Farming moved north with southern farmers

by Jeremy Cherfas on April 26, 2012

This is going to be all over the serious (and not so serious) blogs and news outlets, because it grabs the imagination better than a punch of burnt old seeds. DNA from four 5000-year old human skeletons in Sweden has revealed two genetically distinct populations. Three of the skeletons were hunter-gatherers. The fourth was a farmer. And the farmer’s DNA matched that of Mediterranean people, such as the people of Cyprus, while the hunter gatherers were typical Northern Europeans, but without any great affinity with any particular people. The two groups lived side by side for a long time, more than a thousand years, according to the researchers, and eventually interbred. The result is that none of today’s Northern Europeans has the same genetic profile as the original hunter-gatherers, although some hunter-gather genes are present in most Northern Europeans.

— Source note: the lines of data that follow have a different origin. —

//! Defines the token stored in the auth cookie and how to serialize/deserialize it.

use serde::{Deserialize, Serialize};
use time::OffsetDateTime;

mod datetime_format {
    //! Specifies how to serialize a [time::OffsetDateTime] in a custom format that
    //! avoids serialisations with datetimes containing midnight.
    //!
    //! The default serializer for [time::OffsetDateTime] will serialize
    //! "00:00:00.000000" as "0:00:00.0" and the deserializer would error out
    //! because it expects the hours to be two digits, not one.
    use serde::{Deserialize, Deserializer, Serializer};
    use time::{
        OffsetDateTime, format_description::BorrowedFormatItem, macros::format_description,
    };

    /// Date time format for the token expiry, e.g. "2021-01-01 00:00:00.0 +05:00:00".
    const DATE_TIME_FORMAT: &[BorrowedFormatItem] = format_description!(
        "[year]-[month]-[day] [hour]:[minute]:[second].[subsecond] [offset_hour \
             sign:mandatory]:[offset_minute]:[offset_second]"
    );

    pub fn serialize<S>(dt: &OffsetDateTime, serializer: S) -> Result<S::Ok, S::Error>
    where
        S: Serializer,
    {
        let formatted = dt
            .format(DATE_TIME_FORMAT)
            .map_err(serde::ser::Error::custom)?;
        serializer.serialize_str(&formatted)
    }

    pub fn deserialize<'de, D>(deserializer: D) -> Result<OffsetDateTime, D::Error>
    where
        D: Deserializer<'de>,
    {
        let s = String::deserialize(deserializer)?;
        OffsetDateTime::parse(&s, DATE_TIME_FORMAT).map_err(serde::de::Error::custom)
    }
}

/// A token for authorization and authentication.
#[derive(Serialize, Deserialize, Debug, Clone, PartialEq)]
pub struct Token {
    /// The username the client logged in with.
    pub username: String,

    /// When the log-in session ends, in the configured timezone.
    #[serde(
        serialize_with = "datetime_format::serialize",
        deserialize_with = "datetime_format::deserialize"
    )]
    pub expires_at: OffsetDateTime,
}

#[cfg(test)]
mod tests {
    use time::macros::datetime;

    use super::Token;

    #[test]
    fn serialise_token() {
        let token = Token {
            username: "admin".to_owned(),
            expires_at: datetime!(2025-12-21 03:54:00 +5),
        };
        let expected = r#"{"username":"admin","expires_at":"2025-12-21 03:54:00.0 +05:00:00"}"#;

        let actual = serde_json::to_string(&token).unwrap();

        assert_eq!(expected, actual);
    }

    #[test]
    fn deserialise_token() {
        let expected = Token {
            username: "admin".to_owned(),
            expires_at: datetime!(2025-12-21 03:54:00 +5),
        };
        let token_string =
            r#"{"username":"admin","expires_at":"2025-12-21 03:54:00.0 +05:00:00"}"#;

        let actual: Token = serde_json::from_str(token_string).unwrap();

        assert_eq!(expected, actual);
    }

    #[test]
    fn deserialise_token_with_midnight_expiry() {
        let expected = Token {
            username: "admin".to_owned(),
            expires_at: datetime!(2025-12-21 00:00:00 UTC),
        };
        let token_string =
            r#"{"username":"admin","expires_at":"2025-12-21 00:00:00.0 +00:00:00"}"#;

        let actual: Token = serde_json::from_str(token_string).unwrap();

        assert_eq!(expected, actual);
    }
}
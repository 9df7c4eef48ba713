//! Shared HTML building blocks and styles for the maud views.

use maud::{DOCTYPE, Markup, PreEscaped, html};

use std::sync::OnceLock;

use numfmt::{Formatter, Precision};

use crate::amount::Amount;

// Link styles
pub const LINK_STYLE: &str = "text-blue-600 hover:text-blue-500 \
    dark:text-blue-500 dark:hover:text-blue-400 underline";

// Button styles
pub const BUTTON_PRIMARY_STYLE: &str = "w-full px-4 py-2 bg-blue-500
    dark:bg-blue-600 disabled:bg-blue-700 hover:enabled:bg-blue-600 \
    hover:enabled:dark:bg-blue-700 text-white rounded";

pub const BUTTON_SECONDARY_STYLE: &str = "w-full py-2.5 px-5 mb-2 \
    text-sm font-medium text-gray-900 bg-white rounded border border-gray-200 \
    hover:bg-gray-100 hover:text-blue-700 focus:z-10 dark:bg-gray-800 \
    dark:text-gray-400 dark:border-gray-600 dark:hover:text-white \
    dark:hover:bg-gray-700";

pub const BUTTON_DELETE_STYLE: &str = "text-red-600 hover:text-red-500 \
    dark:text-red-500 dark:hover:text-red-400 underline bg-transparent \
    border-none cursor-pointer";

// Form styles
pub const FORM_LABEL_STYLE: &str = "block mb-2 text-sm font-medium text-gray-900 dark:text-white";
pub const FORM_TEXT_INPUT_STYLE: &str = "block w-full p-2.5 rounded text-sm \
    text-gray-900 dark:text-white disabled:text-gray-500 bg-gray-50 \
    dark:bg-gray-700 border border-gray-300 dark:border-gray-600 \
    dark:placeholder-gray-400 focus:ring-blue-600 focus:border-blue-600 \
    focus:dark:border-blue-500 focus:dark:ring-blue-500";

// Table styles
pub const TABLE_HEADER_STYLE: &str = "text-xs text-gray-700 uppercase \
    bg-gray-50 dark:bg-gray-700 dark:text-gray-400";

pub const TABLE_ROW_STYLE: &str = "bg-white border-b dark:bg-gray-800 dark:border-gray-700";

pub const TABLE_CELL_STYLE: &str = "px-6 py-4";

// Page container
pub const PAGE_CONTAINER_STYLE: &str =
    "flex flex-col items-center px-6 py-8 mx-auto lg:py-5 text-gray-900 dark:text-white";

pub enum HeadElement {
    /// JavaScript source code.
    ScriptSource(PreEscaped<String>),
    Style(PreEscaped<String>),
}

pub fn base(title: &str, head_elements: &[HeadElement], content: &Markup) -> Markup {
    html! {
        (DOCTYPE)
        html lang="en"
        {
            head
            {
                meta charset="UTF-8";
                meta name="viewport" content="width=device-width, initial-scale=1.0";
                title { (title) " - Ledgerbook" }
                link rel="icon" type="image/png" href="/static/favicon-32x32.png" sizes="32x32";
                link rel="icon" type="image/png" href="/static/favicon-128x128.png" sizes="128x128";
                link href="/static/main.css" rel="stylesheet";

                script src="/static/htmx-2.0.8-min.js" integrity="sha384-/TgkGk7p307TH7EXJDuUlgG3Ce1UVolAOFopFekQkkXihi5u/6OCvVKyz1W+idaz" {}
                script src="/static/htmx-ext-response-targets-2.0.4.js" integrity="sha384-T41oglUPvXLGBVyRdZsVRxNWnOOqCynaPubjUVjxhsjFTKrFJGEMm3/0KGmNQ+Pg" {}

                style
                {
                    r#"
                    #indicator.htmx-indicator {
                        display: none;
                    }

                    #indicator.htmx-request .htmx-indicator {
                        display: inline;
                    }

                    #indicator.htmx-request.htmx-indicator {
                        display: inline;
                    }

                    @media print {
                        .print-hidden {
                            display: none;
                        }
                    }
                    "#
                }

                @for element in head_elements
                {
                    @match element
                    {
                        HeadElement::ScriptSource(text) => script { (text) }
                        HeadElement::Style(text) => style { (text) }
                    }
                }

                script src="/static/app.js" defer {}
            }

            body
                hx-ext="response-targets"
                class="container max-w-full min-h-screen bg-gray-50 dark:bg-gray-900 pb-[calc(5rem+env(safe-area-inset-bottom))] lg:pb-0"
            {
                (content)

                // Alert container for out-of-band swaps
                div
                    id="alert-container"
                    class="w-full max-w-md px-4"
                    style="position: fixed; bottom: 1rem; left: 50%; transform: translateX(-50%); z-index: 9999;"
                {}
            }
        }
    }
}

pub fn error_view(title: &str, header: &str, description: &str, fix: &str) -> Markup {
    // Template adapted from https://flowbite.com/blocks/marketing/404/
    let content = html!(
        section class="bg-white dark:bg-gray-900"
        {
            div class="py-8 px-4 mx-auto max-w-screen-xl lg:py-16 lg:px-6"
            {
                div class="mx-auto max-w-screen-sm text-center"
                {
                    h1
                        class="mb-4 text-7xl tracking-tight font-extrabold
                            lg:text-9xl text-blue-600 dark:text-blue-500"
                    {
                        (header)
                    }

                    p
                        class="mb-4 text-3xl md:text-4xl tracking-tight
                            font-bold text-gray-900 dark:text-white"
                    {
                        (description)
                    }

                    p
                        class="mb-4 text-1xl md:text-2xl tracking-tight
                            text-gray-900 dark:text-white"
                    {
                        (fix)
                    }

                    a
                        href="/"
                        class="inline-flex text-white bg-blue-600
                            hover:bg-blue-800 focus:ring-4 focus:outline-hidden
                            focus:ring-blue-300 font-medium rounded text-sm px-5
                            py-2.5 text-center dark:focus:ring-blue-900 my-4"
                    {
                        "Back to Homepage"
                    }
                }
            }
        }
    );

    base(title, &[], &content)
}

pub fn log_in_register(form_title: &str, form: &Markup) -> Markup {
    html! {
        div class="flex flex-col items-center justify-center px-6 py-8 mx-auto"
        {
            a href="#" class="flex items-center mb-6 text-2xl font-semibold text-gray-900 dark:text-white"
            {
                img class="w-8 h-8 mr-2" src="/static/favicon-128x128.png" alt="logo";
                "Ledgerbook"
            }

            div class="w-full bg-white rounded-lg shadow dark:border md:mt-0 sm:max-w-md xl:p-0 dark:bg-gray-800 dark:border-gray-700"
            {
                div class="p-6 space-y-4 md:space-y-6 sm:p-8"
                {
                    h1 class="text-xl font-bold leading-tight tracking-tight text-gray-900 md:text-2xl dark:text-white"
                    {
                        (form_title)
                    }

                    (form)
                }
            }
        }
    }
}

pub fn password_input(password: &str, min_length: u8, error_message: Option<&str>) -> Markup {
    html! {
        div
        {
            label
                for="password"
                class=(FORM_LABEL_STYLE)
            {
                "Password"
            }

            input
                type="password"
                name="password"
                id="password"
                placeholder="••••••••"
                class=(FORM_TEXT_INPUT_STYLE)
                required
                autofocus
                value=(password)
                minlength=(min_length);

            @if let Some(error_message) = error_message
            {
                p class="text-red-500 text-base" { (error_message) }
            }
        }

    }
}

pub fn loading_spinner() -> Markup {
    // Spinner SVG adapted from https://flowbite.com/docs/components/spinner/
    html! {
        svg
            aria-hidden="true"
            role="status"
            class="inline text-white w-4 h-4 me-2 mb-1 animate-spin"
            viewBox="0 0 100 101"
            fill="none"
            xmlns="http://www.w3.org/2000/svg"
        {
            path
                d="M100 50.5908C100 78.2051 77.6142 100.591 50 100.591C22.3858 100.591 0 78.2051 0 50.5908C0 22.9766 22.3858 0.59082 50 0.59082C77.6142 0.59082 100 22.9766 100 50.5908ZM9.08144 50.5908C9.08144 73.1895 27.4013 91.5094 50 91.5094C72.5987 91.5094 90.9186 73.1895 90.9186 50.5908C90.9186 27.9921 72.5987 9.67226 50 9.67226C27.4013 9.67226 9.08144 27.9921 9.08144 50.5908Z"
                fill="#E5E7EB" {}
            path
                d="M93.9676 39.0409C96.393 38.4038 97.8624 35.9116 97.0079 33.5539C95.2932 28.8227 92.871 24.3692 89.8167 20.348C85.8452 15.1192 80.8826 10.7238 75.2124 7.41289C69.5422 4.10194 63.2754 1.94025 56.7698 1.05124C51.7666 0.367541 46.6976 0.446843 41.7345 1.27873C39.2613 1.69328 37.813 4.19778 38.4501 6.62326C39.0873 9.04874 41.5694 10.4717 44.0505 10.1071C47.8511 9.54855 51.7191 9.52689 55.5402 10.0491C60.8642 10.7766 65.9928 12.5457 70.6331 15.2552C75.2735 17.9648 79.3347 21.5619 82.5849 25.841C84.9175 28.9121 86.7997 32.2913 88.1811 35.8758C89.083 38.2158 91.5421 39.6781 93.9676 39.0409Z"
                fill="currentColor" {}
        }
    }
}

/// Format a count with thousands separators, e.g. 1234 becomes "1,234".
pub fn format_count(count: usize) -> String {
    static FORMATTER: OnceLock<Formatter> = OnceLock::new();

    FORMATTER
        .get_or_init(|| {
            Formatter::new()
                .separator(',')
                .expect("comma is a valid separator")
                .precision(Precision::Decimals(0))
        })
        .fmt_string(count)
}

/// The text colour for a balance, red for balances below zero.
pub fn balance_class(balance: Amount) -> &'static str {
    if balance.is_negative() {
        "text-red-700 dark:text-red-300"
    } else {
        "text-green-700 dark:text-green-300"
    }
}
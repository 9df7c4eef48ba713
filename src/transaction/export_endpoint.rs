//! Defines the endpoint for downloading the ledger as a CSV file.
use std::sync::{Arc, Mutex};

use axum::{
    extract::{FromRef, State},
    http::header::{CONTENT_DISPOSITION, CONTENT_TYPE},
    response::{IntoResponse, Response},
};
use rusqlite::Connection;
use serde::Serialize;

use crate::{AppState, Error, amount::Amount, database_id::TransactionId};

use super::{
    Transaction,
    core::{SortOrder, list_transactions},
    view::format_time,
};

/// The state needed to export transactions.
#[derive(Debug, Clone)]
pub struct ExportTransactionsState {
    /// The database connection for managing transactions.
    pub db_connection: Arc<Mutex<Connection>>,
}

impl FromRef<AppState> for ExportTransactionsState {
    fn from_ref(state: &AppState) -> Self {
        Self {
            db_connection: state.db_connection.clone(),
        }
    }
}

/// A row in the exported CSV file. The field names are the CSV header.
#[derive(Debug, Serialize)]
struct ExportRow<'a> {
    id: TransactionId,
    date: String,
    time: String,
    name: &'a str,
    comment: &'a str,
    amount_received: Amount,
    amount_paid: Amount,
    remaining_balance: Amount,
}

impl<'a> From<&'a Transaction> for ExportRow<'a> {
    fn from(transaction: &'a Transaction) -> Self {
        Self {
            id: transaction.id,
            date: transaction.date.to_string(),
            time: format_time(transaction.time),
            name: &transaction.name,
            comment: transaction.comment.as_deref().unwrap_or_default(),
            amount_received: transaction.amount_received,
            amount_paid: transaction.amount_paid,
            remaining_balance: transaction.remaining_balance,
        }
    }
}

/// Write `transactions` as CSV with a header row.
///
/// # Errors
/// Returns an [Error::CsvError] if a row could not be written.
pub fn transactions_to_csv(transactions: &[Transaction]) -> Result<Vec<u8>, Error> {
    let mut writer = csv::Writer::from_writer(Vec::new());

    if transactions.is_empty() {
        writer
            .write_record([
                "id",
                "date",
                "time",
                "name",
                "comment",
                "amount_received",
                "amount_paid",
                "remaining_balance",
            ])
            .map_err(|error| Error::CsvError(error.to_string()))?;
    }

    for transaction in transactions {
        writer
            .serialize(ExportRow::from(transaction))
            .map_err(|error| Error::CsvError(error.to_string()))?;
    }

    writer
        .into_inner()
        .map_err(|error| Error::CsvError(error.to_string()))
}

/// A route handler that responds with every transaction, oldest first, as a CSV file.
pub async fn export_transactions_endpoint(
    State(state): State<ExportTransactionsState>,
) -> Result<Response, Error> {
    let transactions = {
        let connection = state
            .db_connection
            .lock()
            .inspect_err(|error| tracing::error!("could not acquire database lock: {error}"))
            .map_err(|_| Error::DatabaseLockError)?;

        list_transactions(SortOrder::Ascending, &connection)
            .inspect_err(|error| tracing::error!("could not get transactions: {error}"))?
    };

    let csv = transactions_to_csv(&transactions)
        .inspect_err(|error| tracing::error!("could not export transactions: {error}"))?;

    Ok((
        [
            (CONTENT_TYPE, "text/csv; charset=utf-8"),
            (CONTENT_DISPOSITION, "attachment; filename=\"ledger.csv\""),
        ],
        csv,
    )
        .into_response())
}
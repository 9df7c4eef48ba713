//! Transaction management for the ledger.
//!
//! This module contains everything related to transactions:
//! - The `Transaction` model and `NewTransaction` for validated user input
//! - Database functions for storing, querying, and deleting transactions
//! - Filters and totals for the ledger
//! - View handlers for the ledger page, the printable report and the CSV export

mod core;
mod create_endpoint;
mod delete_endpoint;
mod export_endpoint;
mod filter;
mod form;
mod ledger_page;
mod report_page;
mod summary;
mod view;

pub use core::{
    MAX_NAME_LENGTH, NewTransaction, SortOrder, Transaction, count_transactions,
    create_transaction, create_transaction_table, delete_transaction, distinct_dates,
    get_transaction, list_transactions, map_transaction_row,
};
pub use create_endpoint::create_transaction_endpoint;
pub use delete_endpoint::delete_transaction_endpoint;
pub use export_endpoint::{export_transactions_endpoint, transactions_to_csv};
pub use filter::{FilterOptions, LedgerFilter};
pub use ledger_page::get_ledger_page;
pub use report_page::get_report_page;
pub use summary::LedgerSummary;
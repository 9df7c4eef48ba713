//! Totals for a set of transactions.

use crate::amount::Amount;

use super::Transaction;

/// The money in and out over a set of transactions.
#[derive(Debug, Clone, Copy, Default, PartialEq, Eq)]
pub struct LedgerSummary {
    pub total_received: Amount,
    pub total_paid: Amount,
    /// Total received minus total paid.
    pub net: Amount,
}

impl LedgerSummary {
    pub fn from_transactions(transactions: &[Transaction]) -> Self {
        let total_received: Amount = transactions
            .iter()
            .map(|transaction| transaction.amount_received)
            .sum();
        let total_paid: Amount = transactions
            .iter()
            .map(|transaction| transaction.amount_paid)
            .sum();

        Self {
            total_received,
            total_paid,
            net: total_received - total_paid,
        }
    }
}
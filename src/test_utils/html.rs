use axum::{body::Body, response::Response};
use scraper::Html;

pub(crate) async fn parse_html_document(response: Response<Body>) -> Html {
    let body = response.into_body();
    let body = axum::body::to_bytes(body, usize::MAX)
        .await
        .expect("Could not get response body");
    let text = String::from_utf8_lossy(&body).to_string();

    Html::parse_document(&text)
}

pub(crate) async fn parse_html_fragment(response: Response<Body>) -> Html {
    let body = response.into_body();
    let body = axum::body::to_bytes(body, usize::MAX)
        .await
        .expect("Could not get response body");
    let text = String::from_utf8_lossy(&body).to_string();

    Html::parse_fragment(&text)
}

#[track_caller]
pub(crate) fn assert_valid_html(html: &Html) {
    assert!(
        html.errors.is_empty(),
        "Got HTML parsing errors: {:?}",
        html.errors
    );
}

These results help to shore up the prevailing account of the spread of agriculture: that is was the farmers themselves who spread, rather than merely ideas about how to farm. The great mystery, for now, is did those farmers bring rye (Secale cereale, the classic cereal of Scandinavia) with them, or did it arrive much later. I don’t know nearly enough about the current story on rye domestication, but the centre of diversity and wild relatives seems to be in the Fertile Crescent, along with wheat and barley. There is evidence of domesticated rye from Neolithic Turkish sites, the earliest dated about 10,000 years ago. So plenty of time for it to have reached the southern Mediterranean and then moved up to Scandinavia, but did it? Most of the Central and Northern European rye remains are much more recent, only a couple of thousand years old. I look forward to a more learned account.